The journey home resurfaces in the creative imagination countless times. There's a reason we've been obsessed with return tickets since Odysseus hauled himself back to Ithaca after a ten-year trip. We needn't look outside the orbit of Caribbean literature to see how this yearning for a hearth needles the human breast: Mohun Biswas, yoked beneath the stifling regime of the Tulsis, makes the quest for his own home an ultimate goal in A House for Mr Biswas.
Writing in pursuit of the same thematic core, Ingrid Persaud's debut novel If I Never Went Home confronts issues of alienation, domestic rupture and secrecy.

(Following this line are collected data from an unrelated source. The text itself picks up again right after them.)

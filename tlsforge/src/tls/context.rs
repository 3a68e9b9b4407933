use chrono::Utc;
use forge::error::Error;
use ring::rand::{SecureRandom, SystemRandom};
use serde::{Deserialize, Serialize};

use crate::tls::algorithm;
use crate::tls::algorithm::DigestAlgorithm;
use crate::tls::enums::{
    CipherSuite, ClientCertificateType, Compression, ConnectionEnd, ProtocolVersion,
    SignatureAndHashAlgorithm,
};
use crate::tls::hash_hs::HandshakeHash;
use crate::tls::key_exchange::{DhParameters, EcContext, KeyExchangeBackend, RingKeyExchange};

pub const RANDOM_LENGTH: usize = 32;
pub const UNIX_TIME_LENGTH: usize = 4;
pub const MASTER_SECRET_LENGTH: usize = 48;
pub const PREMASTER_SECRET_LENGTH: usize = 48;

/// Which optional steps of the server side of the handshake have happened. Tells the record
/// fetching driver whether a Finished has to be kept back until ClientKeyExchange is parsed.
#[derive(Debug, Clone, Copy, PartialEq, Eq, Hash, Serialize, Deserialize, Default)]
pub enum ServerHandshakeStatus {
    /// ServerHelloDone not prepared yet, or Finished handled
    #[default]
    Normal,
    /// ServerHelloDone prepared and the client was asked to authenticate
    ClientAuthentication,
    /// ServerHelloDone prepared without client authentication: a Finished arriving early is
    /// deferred
    FinishedDeferred,
    /// ClientKeyExchange parsed, the deferred Finished can be parsed now
    DeferredFinishedReady,
}

impl ServerHandshakeStatus {
    pub fn get_u8(&self) -> u8 {
        match self {
            ServerHandshakeStatus::Normal => 0,
            ServerHandshakeStatus::ClientAuthentication => 1,
            ServerHandshakeStatus::FinishedDeferred => 2,
            ServerHandshakeStatus::DeferredFinishedReady => 3,
        }
    }
}

/// What a parser does when the bytes it consumed do not add up to the declared length
#[derive(Debug, Clone, Copy, PartialEq, Eq, Hash, Serialize, Deserialize, Default)]
pub enum LengthCheck {
    /// Reject the message as a protocol violation
    #[default]
    Strict,
    /// Accept the message and log a warning
    Tolerant,
}

/// Everything negotiated or derived during one handshake. Exactly one instance exists per
/// connection, and every handler reads and updates it.
#[derive(Debug)]
pub struct TlsContext {
    pub protocol_version: ProtocolVersion,
    pub connection_end: ConnectionEnd,
    pub selected_cipher_suite: CipherSuite,
    /// Suites we propose in a ClientHello
    pub cipher_suites: Vec<CipherSuite>,
    /// Suites the peer proposed in its ClientHello
    pub peer_cipher_suites: Vec<CipherSuite>,
    pub compression_method: Compression,
    /// gmt_unix_time followed by 28 random bytes
    pub client_random: [u8; RANDOM_LENGTH],
    pub server_random: [u8; RANDOM_LENGTH],
    pub session_id: Vec<u8>,
    pub premaster_secret: Vec<u8>,
    pub master_secret: [u8; MASTER_SECRET_LENGTH],
    /// DER certificates we present, leaf first
    pub certificate_chain: Vec<Vec<u8>>,
    pub server_certificates: Vec<Vec<u8>>,
    pub client_certificates: Vec<Vec<u8>>,
    pub ec_context: EcContext,
    pub dh_parameters: DhParameters,
    pub digest: HandshakeHash,
    pub supported_signature_and_hash_algorithms: Vec<SignatureAndHashAlgorithm>,
    pub client_certificate_types: Vec<ClientCertificateType>,
    pub client_authentication: bool,
    pub server_handshake_status: ServerHandshakeStatus,
    pub dtls_cookie: Vec<u8>,
    /// Opaque extension block we send in a ClientHello
    pub client_extensions: Vec<u8>,
    /// Opaque extension block we send in a ServerHello
    pub server_extensions: Vec<u8>,
    /// verify_data of the last Finished received from the peer
    pub peer_verify_data: Vec<u8>,
    pub length_check: LengthCheck,
    pub key_exchange: Box<dyn KeyExchangeBackend>,
}

impl Default for TlsContext {
    fn default() -> Self {
        Self {
            protocol_version: ProtocolVersion::TLSv1_2,
            connection_end: ConnectionEnd::Client,
            selected_cipher_suite: CipherSuite::TLS_RSA_WITH_AES_128_CBC_SHA,
            cipher_suites: vec![CipherSuite::TLS_RSA_WITH_AES_128_CBC_SHA],
            peer_cipher_suites: Vec::new(),
            compression_method: Compression::Null,
            client_random: [0u8; RANDOM_LENGTH],
            server_random: [0u8; RANDOM_LENGTH],
            session_id: Vec::new(),
            premaster_secret: Vec::new(),
            master_secret: [0u8; MASTER_SECRET_LENGTH],
            certificate_chain: Vec::new(),
            server_certificates: Vec::new(),
            client_certificates: Vec::new(),
            ec_context: EcContext::default(),
            dh_parameters: DhParameters::default(),
            digest: HandshakeHash::new(),
            supported_signature_and_hash_algorithms: Vec::new(),
            client_certificate_types: vec![ClientCertificateType::RSA_SIGN],
            client_authentication: false,
            server_handshake_status: ServerHandshakeStatus::Normal,
            dtls_cookie: Vec::new(),
            client_extensions: Vec::new(),
            server_extensions: Vec::new(),
            peer_verify_data: Vec::new(),
            length_check: LengthCheck::Strict,
            key_exchange: Box::new(RingKeyExchange),
        }
    }
}

impl TlsContext {
    pub fn new(connection_end: ConnectionEnd) -> Self {
        Self {
            connection_end,
            ..Self::default()
        }
    }

    pub fn with_version(connection_end: ConnectionEnd, protocol_version: ProtocolVersion) -> Self {
        Self {
            protocol_version,
            ..Self::new(connection_end)
        }
    }

    pub fn set_key_exchange_backend(&mut self, backend: Box<dyn KeyExchangeBackend>) {
        self.key_exchange = backend;
    }

    /// Select the transcript digest algorithm implied by protocol version and cipher suite.
    /// Must be called whenever either of them changes.
    pub fn initialize_digest(&mut self) -> Result<(), Error> {
        let algorithm =
            algorithm::digest_algorithm(self.protocol_version, self.selected_cipher_suite)?;
        log::trace!(
            "Transcript digest for {:?}/{:?} is {:?}",
            self.protocol_version,
            self.selected_cipher_suite,
            algorithm
        );
        self.digest.initialize(algorithm);
        Ok(())
    }

    /// Hash of the PRF. Only TLS 1.2 and DTLS 1.2 are supported.
    pub fn prf_algorithm(&self) -> Result<DigestAlgorithm, Error> {
        match self.protocol_version {
            ProtocolVersion::TLSv1_2 | ProtocolVersion::DTLSv1_2 => {
                algorithm::prf_digest_algorithm(self.selected_cipher_suite)
            }
            version => Err(Error::CryptoConfiguration(format!(
                "no PRF implementation for {:?}",
                version
            ))),
        }
    }

    pub fn client_server_random(&self) -> Vec<u8> {
        [self.client_random, self.server_random].concat()
    }

    /// The certificate chain of the peer
    pub fn peer_certificates(&self) -> &[Vec<u8>] {
        match self.connection_end {
            ConnectionEnd::Client => &self.server_certificates,
            ConnectionEnd::Server => &self.client_certificates,
        }
    }
}

/// A random value prefixed by the current time, as carried in Hello messages
pub fn fresh_random() -> Result<[u8; RANDOM_LENGTH], Error> {
    let mut random = [0u8; RANDOM_LENGTH];
    let now = Utc::now().timestamp() as u32;
    random[..UNIX_TIME_LENGTH].copy_from_slice(&now.to_be_bytes());
    fill_random(&mut random[UNIX_TIME_LENGTH..])?;
    Ok(random)
}

pub fn fill_random(out: &mut [u8]) -> Result<(), Error> {
    SystemRandom::new()
        .fill(out)
        .map_err(|_| Error::CryptoConfiguration("system random generator failed".to_string()))
}

#[cfg(test)]
mod tests {
    use super::*;

    #[test_log::test]
    fn fixed_length_fields_are_zero_filled() {
        let ctx = TlsContext::default();
        assert_eq!(ctx.client_random, [0u8; 32]);
        assert_eq!(ctx.master_secret.len(), MASTER_SECRET_LENGTH);
        assert_eq!(ctx.client_server_random().len(), 64);
        assert!(ctx.dtls_cookie.is_empty());
        assert_eq!(ctx.server_handshake_status.get_u8(), 0);
    }

    #[test_log::test]
    fn digest_follows_cipher_suite() {
        let mut ctx = TlsContext::default();
        ctx.initialize_digest().unwrap();
        assert_eq!(ctx.digest.algorithm(), Some(DigestAlgorithm::Sha256));

        ctx.selected_cipher_suite = CipherSuite::TLS_RSA_WITH_AES_256_GCM_SHA384;
        ctx.initialize_digest().unwrap();
        assert_eq!(ctx.digest.algorithm(), Some(DigestAlgorithm::Sha384));

        ctx.selected_cipher_suite = CipherSuite::Unknown(0xffff);
        assert!(matches!(
            ctx.initialize_digest(),
            Err(Error::CryptoConfiguration(_))
        ));
    }

    #[test_log::test]
    fn prf_needs_tls12() {
        let mut ctx = TlsContext::default();
        assert_eq!(ctx.prf_algorithm(), Ok(DigestAlgorithm::Sha256));
        ctx.protocol_version = ProtocolVersion::TLSv1_1;
        assert!(matches!(
            ctx.prf_algorithm(),
            Err(Error::CryptoConfiguration(_))
        ));
    }

    #[test_log::test]
    fn random_is_time_prefixed() {
        let random = fresh_random().unwrap();
        let time = u32::from_be_bytes([random[0], random[1], random[2], random[3]]);
        assert!(time > 0);
    }
}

Persaud, the daughter-in-law of celebrated Trinidadian novelist Lakshmi Persaud, launched the novel at Paper Based Bookshop in the Hotel Normandie, on December 7.
If I Never Went Home competently navigates the tricky task of dual narratives. The storyline is roughly split between the perspectives of Beatrice Clark, an adult Trini expat based in Boston, and Tina Ramlogan, a child living in Trinidad. At the novel's onset, Bea and Tina's separate stories couldn't seem less interwoven. The one thing they share is a sense of being an outsider: particularly Tina, since she must endure the whispered gossip that comes with not knowing her father's identity.

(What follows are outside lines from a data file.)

use forge::codec::Reader;
use forge::error::Error;
use forge::inject::{FieldMut, InjectableBytes};
use serde::{Deserialize, Serialize};

use crate::tls::context::{ServerHandshakeStatus, TlsContext};
use crate::tls::enums::{ConnectionEnd, HandshakeType};
use crate::tls::handshake::{HandshakeBody, HandshakeHeader};
use crate::tls::prf::{prf, CLIENT_FINISHED_LABEL, SERVER_FINISHED_LABEL};

pub const VERIFY_DATA_LENGTH: usize = 12;

#[derive(Debug, Clone, Default, PartialEq, Serialize, Deserialize)]
pub struct FinishedMessage {
    pub header: HandshakeHeader,
    pub verify_data: InjectableBytes,
}

/// verify_data which `sender` has to put into its Finished, given the transcript so far
pub fn expected_verify_data(ctx: &TlsContext, sender: ConnectionEnd) -> Result<Vec<u8>, Error> {
    let label = match sender {
        ConnectionEnd::Client => CLIENT_FINISHED_LABEL,
        ConnectionEnd::Server => SERVER_FINISHED_LABEL,
    };
    let mut verify_data = vec![0u8; VERIFY_DATA_LENGTH];
    prf(
        &mut verify_data,
        ctx.prf_algorithm()?,
        &ctx.master_secret,
        label,
        &ctx.digest.get_current_hash()?,
    )?;
    Ok(verify_data)
}

impl HandshakeBody for FinishedMessage {
    const TYPE: HandshakeType = HandshakeType::Finished;

    fn header(&self) -> &HandshakeHeader {
        &self.header
    }

    fn header_mut(&mut self) -> &mut HandshakeHeader {
        &mut self.header
    }

    fn prepare_body(&mut self, ctx: &mut TlsContext) -> Result<Vec<u8>, Error> {
        self.verify_data
            .set_original(expected_verify_data(ctx, ctx.connection_end)?);
        Ok(self.verify_data.value())
    }

    fn parse_body(&mut self, r: &mut Reader) -> Result<(), Error> {
        self.verify_data
            .set_original(r.take(VERIFY_DATA_LENGTH)?.to_vec());
        Ok(())
    }

    fn adjust_context(&mut self, ctx: &mut TlsContext) -> Result<(), Error> {
        let verify_data = self.verify_data.original().cloned().unwrap_or_default();
        let expected = expected_verify_data(ctx, ctx.connection_end.peer())?;
        if expected == verify_data {
            log::debug!("Peer Finished verified");
        } else {
            log::warn!(
                "Peer Finished carries {} but the transcript gives {}",
                hex::encode(&verify_data),
                hex::encode(&expected)
            );
        }

        ctx.peer_verify_data = verify_data;
        if ctx.connection_end == ConnectionEnd::Server {
            ctx.server_handshake_status = ServerHandshakeStatus::Normal;
        }
        Ok(())
    }

    fn field_mut(&mut self, name: &str) -> Option<FieldMut<'_>> {
        match name {
            "verify_data" => Some(FieldMut::Bytes(&mut self.verify_data)),
            _ => None,
        }
    }
}

#[cfg(test)]
mod tests {
    use super::*;
    use crate::tls::handshake::{parse_message, prepare_message};

    fn context(end: ConnectionEnd) -> TlsContext {
        let mut ctx = TlsContext::new(end);
        ctx.master_secret = [0x42; 48];
        ctx.initialize_digest().unwrap();
        ctx.digest.add_message(b"previous handshake messages");
        ctx
    }

    #[test_log::test]
    fn verify_data_depends_on_sender() {
        let ctx = context(ConnectionEnd::Client);
        let client = expected_verify_data(&ctx, ConnectionEnd::Client).unwrap();
        let server = expected_verify_data(&ctx, ConnectionEnd::Server).unwrap();
        assert_eq!(client.len(), VERIFY_DATA_LENGTH);
        assert_ne!(client, server);
    }

    #[test_log::test]
    fn peer_verify_data_is_recorded() {
        let mut client = context(ConnectionEnd::Client);
        let mut server = context(ConnectionEnd::Server);
        server.server_handshake_status = ServerHandshakeStatus::DeferredFinishedReady;

        let mut prepared = FinishedMessage::default();
        let bytes = prepare_message(&mut prepared, &mut client).unwrap();
        assert_eq!(bytes.len(), 4 + VERIFY_DATA_LENGTH);

        let mut parsed = FinishedMessage::default();
        parse_message(&mut parsed, &mut server, &bytes, 0).unwrap();
        assert_eq!(server.peer_verify_data, prepared.verify_data.value());
        assert_eq!(server.server_handshake_status, ServerHandshakeStatus::Normal);
        assert_eq!(client.digest.raw(), server.digest.raw());
    }

    #[test_log::test]
    fn legacy_version_cannot_verify_peer_finished() {
        let mut ctx = TlsContext::with_version(
            ConnectionEnd::Server,
            crate::tls::enums::ProtocolVersion::TLSv1_0,
        );
        let mut bytes = vec![0x14, 0x00, 0x00, 0x0c];
        bytes.extend([0xab; VERIFY_DATA_LENGTH]);
        let mut parsed = FinishedMessage::default();
        assert!(matches!(
            parse_message(&mut parsed, &mut ctx, &bytes, 0),
            Err(Error::CryptoConfiguration(_))
        ));
        assert!(ctx.peer_verify_data.is_empty());
        assert!(ctx.digest.raw().is_empty());
    }

    #[test_log::test]
    fn uninitialized_digest_is_surfaced() {
        let mut ctx = TlsContext::new(ConnectionEnd::Client);
        let mut bytes = vec![0x14, 0x00, 0x00, 0x0c];
        bytes.extend([0xab; VERIFY_DATA_LENGTH]);
        assert!(matches!(
            parse_message(&mut FinishedMessage::default(), &mut ctx, &bytes, 0),
            Err(Error::CryptoConfiguration(_))
        ));
    }

    #[test_log::test]
    fn legacy_version_cannot_compute_verify_data() {
        let mut ctx = context(ConnectionEnd::Client);
        ctx.protocol_version = crate::tls::enums::ProtocolVersion::TLSv1_0;
        assert!(matches!(
            prepare_message(&mut FinishedMessage::default(), &mut ctx),
            Err(Error::CryptoConfiguration(_))
        ));
    }
}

Bea is in no doubt as to her parentage but feels equally misunderstood by her emotionally distant mother, Mira, and her late saga-boy father, Alan. As the dual storylines progress, Bea and Tina's fates become increasingly meshed in a series of sometimes surprising, sometimes foreseeable ways. Will the rebellious schoolgirl and the withdrawn psychologist be able to surmount the physical and non-tactile distance that divides them? Or will the ghosts of a past, including the most prominent, lingering spectre of Tina's unidentified father, hijack their best efforts?
Persaud is possibly at her best when she's detailing the hidden, frequently traumatic world of a protagonist beset by issues of mental health. The chapters of the novel that explore Bea's extended stay at St Anthony's Hospital, consistently probe the depths of an inpatient's miserable dissonance. From the meds of increasing strength she's routinely fed, to the absence of locks on her doors, Bea's world is upended by her precarious mental state.
Persaud not only shows the physical changes wrought by an upset in mental equilibrium, she smartly includes adverse social responses to the stigma surrounding the disease. The judgmental Indian physician who first processes Bea as a critical case informs her, "Who would want a daughter with mental illness? If you keep behaving like this, you will be a grave disappointment to your parents...I hope you understand the wickedness of what you have done. Pray to Lord Vishnu and Mother Lakshmi."
As Tina blossoms into a fairly antagonistic version of womanhood, Persaud works hard to show the stigma that besets her young life, too. Tina's narrative frequently resembles a series of uncensored diary entries. In one of them, she sourly remarks, "The real joke, of course, is that they carry on like I busy screwing any and every man I meet in the hardware...if you like to look good and you have a figure, Nanny and Aunty Indra have it on church authority that you must be a whore."
Persaud repeatedly stresses the oppressive effects of a hyper-devout upbringing on Tina's freedoms, painting a colourful yet largely forbidding image of Trinidad. In Persaud's vision, given a voice through Tina's feisty rants and Bea's reluctant remembrances, Trinidad holds the promise of a potential that never seems to be fully realised while one is on that island's soil. The island symbolises in the writer's view that dually longed-for and dreaded threshold, that space we fight against desiring–and in so doing, wind up desiring even more.
The novel is excessively long and suffers from episodes of authorial indulgence that can govern a first book's eagerness to please. Despite this, If I Never Went Home is uncompromising about what it wants: to show that the journey back is almost always difficult. Persaud's debut will reward readers who enjoy a sensitive engagement on the perils and pleasures of finding one's own safe berth.